I have not had much result from IGF1-LR3 yet after about 1 month. But I wanted to run the first cycle at 25-30mcg each day. I may need to up it 50-60mcg instead.

The GHRH/GHRP combinations seem to work fairly well for me. I get better sleep, slightly thinner skin, and it seems to help with soft tissue and tendons a bit. (not magic overnight healing) but it helps compared to not using it. I would say that for that reason it has "health benefits" but it isn't going to give AAS like results or anything. (combining with AAS might be a different story though - haven't tried it)

I hope this helps.

Take care,
Toshiro
 
Thanks Toshiro for the input!

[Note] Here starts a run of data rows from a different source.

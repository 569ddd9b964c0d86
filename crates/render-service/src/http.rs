//! HTTP routes over a [`RenderService`].

use axum::extract::rejection::{JsonRejection, QueryRejection};
use axum::extract::{Query, State};
use axum::http::StatusCode;
use axum::response::{IntoResponse, Response};
use axum::routing::{get, post};
use axum::{Json, Router};
use serde::{Deserialize, Serialize};
use tower_http::services::ServeDir;

use framecast_common::config::{StorageBackend, StorageConfig};
use framecast_common::error::{FramecastError, FramecastResult};
use framecast_job_model::job::{JobKey, RenderJob};

use crate::service::RenderService;
use crate::tracker::TrackerError;

/// Query identifying one session.
#[derive(Debug, Clone, Deserialize)]
pub struct SessionQuery {
    #[serde(rename = "userID")]
    pub user_id: String,
    #[serde(rename = "sessionID")]
    pub session_id: String,
}

impl From<SessionQuery> for JobKey {
    fn from(query: SessionQuery) -> Self {
        JobKey::new(query.user_id, query.session_id)
    }
}

fn session_key(query: Result<Query<SessionQuery>, QueryRejection>) -> Result<JobKey, ApiError> {
    let Query(query) = query.map_err(|e| ApiError::new(StatusCode::BAD_REQUEST, e.body_text()))?;
    Ok(query.into())
}

#[derive(Debug, Serialize)]
pub struct SubmitResponse {
    pub message: &'static str,
    #[serde(rename = "jobId")]
    pub job_id: u64,
}

/// Error body: `{"message": "..."}`.
#[derive(Debug, Clone, PartialEq, Eq)]
pub struct ApiError {
    pub status: StatusCode,
    pub message: String,
}

impl ApiError {
    pub fn new(status: StatusCode, message: impl Into<String>) -> Self {
        Self {
            status,
            message: message.into(),
        }
    }
}

impl From<TrackerError> for ApiError {
    fn from(err: TrackerError) -> Self {
        let status = match &err {
            TrackerError::NotFound(_) => StatusCode::NOT_FOUND,
            TrackerError::NotReady { .. } => StatusCode::CONFLICT,
            TrackerError::JobFailed { .. }
            | TrackerError::InvalidTransition { .. }
            | TrackerError::Superseded { .. } => StatusCode::INTERNAL_SERVER_ERROR,
        };
        Self::new(status, err.to_string())
    }
}

impl From<FramecastError> for ApiError {
    fn from(err: FramecastError) -> Self {
        let status = match &err {
            FramecastError::Validation { .. } => StatusCode::BAD_REQUEST,
            _ => StatusCode::INTERNAL_SERVER_ERROR,
        };
        Self::new(status, err.to_string())
    }
}

impl IntoResponse for ApiError {
    fn into_response(self) -> Response {
        (
            self.status,
            Json(serde_json::json!({ "message": self.message })),
        )
            .into_response()
    }
}

/// Bind `addr` and serve `app` until the process is stopped.
pub async fn serve(app: Router, addr: &str) -> FramecastResult<()> {
    let listener = tokio::net::TcpListener::bind(addr).await?;
    tracing::info!(addr = %listener.local_addr()?, "Render service listening");
    axum::serve(listener, app)
        .await
        .map_err(|e| FramecastError::http(format!("server stopped: {e}")))
}

/// The API routes plus, with local storage, the published videos mounted
/// at the path of `public_base_url`.
pub fn app(service: RenderService, storage: &StorageConfig) -> Router {
    let api = router(service);
    if storage.backend != StorageBackend::Local {
        return api;
    }
    match mount_path(&storage.public_base_url) {
        Some(mount) => {
            tracing::info!(
                mount = %mount,
                dir = %storage.local_dir.display(),
                "Serving published videos"
            );
            api.nest_service(&mount, ServeDir::new(&storage.local_dir))
        }
        None => {
            tracing::warn!(
                public_base_url = %storage.public_base_url,
                "public_base_url has no path; published videos are not served"
            );
            api
        }
    }
}

/// Path part of `base_url` without a trailing slash, if not the root.
fn mount_path(base_url: &str) -> Option<String> {
    let rest = base_url
        .split_once("://")
        .map_or(base_url, |(_, rest)| rest);
    let path = rest[rest.find('/')?..].trim_end_matches('/');
    (!path.is_empty()).then(|| path.to_string())
}

pub fn router(service: RenderService) -> Router {
    Router::new()
        .route("/video/render_video", post(render_video))
        .route("/video/render_progress", get(render_progress))
        .route("/video/get_info", get(get_info))
        .route("/health", get(health))
        .with_state(service)
}

pub async fn render_video(
    State(service): State<RenderService>,
    body: Result<Json<RenderJob>, JsonRejection>,
) -> Result<(StatusCode, Json<SubmitResponse>), ApiError> {
    let Json(job) = body.map_err(|e| ApiError::new(StatusCode::BAD_REQUEST, e.body_text()))?;
    let handle = service.submit(job)?;

    Ok((
        StatusCode::ACCEPTED,
        Json(SubmitResponse {
            message: "render started",
            job_id: handle.job_id().get(),
        }),
    ))
}

pub async fn render_progress(
    State(service): State<RenderService>,
    query: Result<Query<SessionQuery>, QueryRejection>,
) -> Result<impl IntoResponse, ApiError> {
    let snapshot = service.poll(&session_key(query)?)?;
    Ok(Json(snapshot))
}

pub async fn get_info(
    State(service): State<RenderService>,
    query: Result<Query<SessionQuery>, QueryRejection>,
) -> Result<impl IntoResponse, ApiError> {
    let key = session_key(query)?;
    let result = service.fetch(&key)?;
    tracing::info!(user_id = %key.user_id, session_id = %key.session_id, "Result handed out");
    Ok(Json(result))
}

pub async fn health() -> impl IntoResponse {
    "ok"
}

I get what you mean on the GHRP/GHRH dosing... and I think I'm just gonna do both 3x/day at 100mcg each. I might also up the LR3 to 60-80mcg/daily. What are the differences whether the LR3 dosage is given IM (bi-lat or not) or sub-Q? Are there localized fat burning effects on the LR3?

Thanks!
 
OK! So I just placed my order on the IGF-1 LR3, CJC-1293 w/o DAC, and GHRP-2 from Man Power. Everything I've seen shows they have a great reputation! I should have everything all ready by the end of the week. I will be keeping a log on this thread for what I notice and experience for the first 30 days. I also wanted to mention that I had my baseline IGF-1 levels tested at LabCorp, and they came back at 245 ng/mL. The reference range is 73-373 ng/mL. I will get the IGF-1 levels tested again after 30 days. I expect a significant increase due to the average increase in GH production via the GHRH/GHRP stack. Below is how I plan to dose:

*IGF-1 LR3 -- 80mcg/day (morning, I will start at 40mcg/day, and increase by 10mcg/day until I reach desired dosage)
*GHRP-2 -- 100mcg, 3x/day (morning, mid-day, bedtime -- 300mcg total/day)
*CJC-1293 w/o DAC -- 100mcg, 3x/day (morning, mid-day, bedtime -- 300mcg total/day)

Also, since the original post, I'm down a few more lbs. Current weight is 253-254 lbs. in the AM. Strength is still increasing, BF% decreasing. Weight lifting 1x/day, no cardio.

Let me know what you guys think! Any comments or input is appreciated!